Attributes of Pest Species
Pests, or pest species, are also called invasive species, alien species, or exotic invaders. For the purpose of this blog, I define pest species as those native or exotic (non-native) plants and animals that interfere with restoration and management goals. This is a “situational” or “operational” definition, in that a species that behaves as a pest, may under different circumstances, at different times, in the same or different places, be a beneficial part of the ecosystem being restored.
An example of a native species that is a pest in some situations is trembling aspen (Populus tremuloides), an ecologically and economically important species of the Northern Hemisphere. Trembling aspen is clonal, and under some types of disturbance and environmental conditions, it can expand rapidly, spreading at high densities over large areas. When this rapid expansion occurs, ecosystem and community structure may be altered to the point that it no longer matches the restoration goals.
Some non-native species that are considered pest in most situations can, under different conditions, perform essential ecosystem functions. For example, researchers in King’s Bay Florida, found that four non-natives pest species were actually removing nutrients and heavy metals from the water.
The Role of Humans in the Pest Species Problem
The success of pest species depends upon (1) their ability to disperse to a site, (2) their adaptability to the physical environment of the new site, and (3) their interactions with species already present on the site. Many factors contribute to species behaving as pests in a particular restoration. It is often hard, in any given situation, to identify all the contributing factors, much less be able to tease apart cause and effect. Nevertheless, three types of human impacts seem to be especially influential in creating pest species worldwide: the rapid human transport of species throughout the world, global climate change, and human land use practices. In this blog we aim to explore the roles of these human impacts in facilitating the spread and establishment of pest species and why restoration ecologists and neighborhood restoration groups are concerned about pest species.
Impacts: Why Restoration Ecologists Are Concerned About Pest Species
One of the reasons we start restoration actions is that pest species have come to dominate a site, resulting in the elimination and/or decline of established native species populations. Also, during the process of restoring a site, implementation activities often create disturbances that give many opportunities for more pest species to colonize.
The presence of pest species in native ecosystems has long been associated with local reduction of native species populations, even though direct cause-and-effect relationships have rarely been established by research. Around the world, many extinctions or reductions in numbers of species of fish, plants, birds, and other animals have been anecdotally attributed to pest species. Although pest species have played a role in biodiversity reduction in some situations, the ultimate causes of species loss are ambiguous and hard to tease apart from the impacts of human activities that disrupt ecosystem structure, function, or processes.

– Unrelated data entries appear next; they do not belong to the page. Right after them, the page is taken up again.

//! 初期設定ウィザードのステート管理。

/// ウィザードの各ステップ
#[derive(Clone, Copy, Debug, PartialEq, Eq)]
pub enum WizardStep {
    /// ウェルカムメッセージ
    Welcome,
    /// APIのベースURL
    ApiUrl,
    /// サインインとトークン入力
    SignIn,
    /// 完了
    Complete,
}

/// ウィザードの状態管理
#[derive(Clone, Debug)]
pub struct WizardState {
    /// 現在のステップ
    pub current_step: WizardStep,
    /// 全ステップ数
    pub total_steps: usize,
    /// 入力済みのAPI URL
    pub api_url: String,
    /// 入力済みのトークン（未入力ならNone）
    pub token: Option<String>,
}

impl WizardState {
    /// 既定のAPI URLを入れてWelcomeから開始する。
    pub fn new(api_url: impl Into<String>) -> Self {
        Self {
            current_step: WizardStep::Welcome,
            total_steps: 4,
            api_url: api_url.into(),
            token: None,
        }
    }

    /// 次のステップへ進む
    pub fn next_step(&mut self) {
        self.current_step = match self.current_step {
            WizardStep::Welcome => WizardStep::ApiUrl,
            WizardStep::ApiUrl => WizardStep::SignIn,
            WizardStep::SignIn | WizardStep::Complete => WizardStep::Complete,
        };
    }

    /// 現在のステップのプロンプトメッセージを取得
    pub fn get_prompt(&self) -> String {
        match self.current_step {
            WizardStep::Welcome => "Welcome to Vanishly!\n\nThis wizard connects the terminal client to your Vanishly backend.\nPress Enter to start.".to_string(),
            WizardStep::ApiUrl => format!(
                "Backend URL\n\nCurrent: {}\nPress Enter to edit the API base URL.",
                self.api_url
            ),
            WizardStep::SignIn => "Sign in\n\nPress Enter to open the sign-in page in your browser,\nthen paste the access token it shows.".to_string(),
            WizardStep::Complete => {
                let token = if self.token.is_some() { "stored" } else { "not set (sign in later from Settings)" };
                format!(
                    "All set!\n\nAPI: {}\nToken: {}\nPress Enter to open the dashboard.",
                    self.api_url, token
                )
            }
        }
    }

    /// 現在のステップ番号を取得（1始まり）
    pub fn get_step_number(&self) -> usize {
        match self.current_step {
            WizardStep::Welcome => 1,
            WizardStep::ApiUrl => 2,
            WizardStep::SignIn => 3,
            WizardStep::Complete => 4,
        }
    }
}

An historical analysis of global species invasions and extinctions (Sax and Gaines 2008*) shows that (1) the extinction of many native wildlife species on islands are linked to predation by nonindigenous species (including humans), but that (2) competition by introduced plants has caused few plants to go extinct, and (3) many islands demonstrate an ability to absorb species invasions without displacing native species. Although global species loss is difficult to attribute to pest species alone, many studies have found the loss of biodiversity within single sites after pest species invade them. And even though attributing species extinctions to pest species has not been proven, changes in species abundance and population size appear to be highly correlated to a combination of pest species and habitat change.
*Sax, D. F., and Gaines, S. D. 2008. “Species Invasions and Extinction: The Future of Native Biodiversity on Islands.” Proceedings of the National Academy of Sciences 105:11490–1197.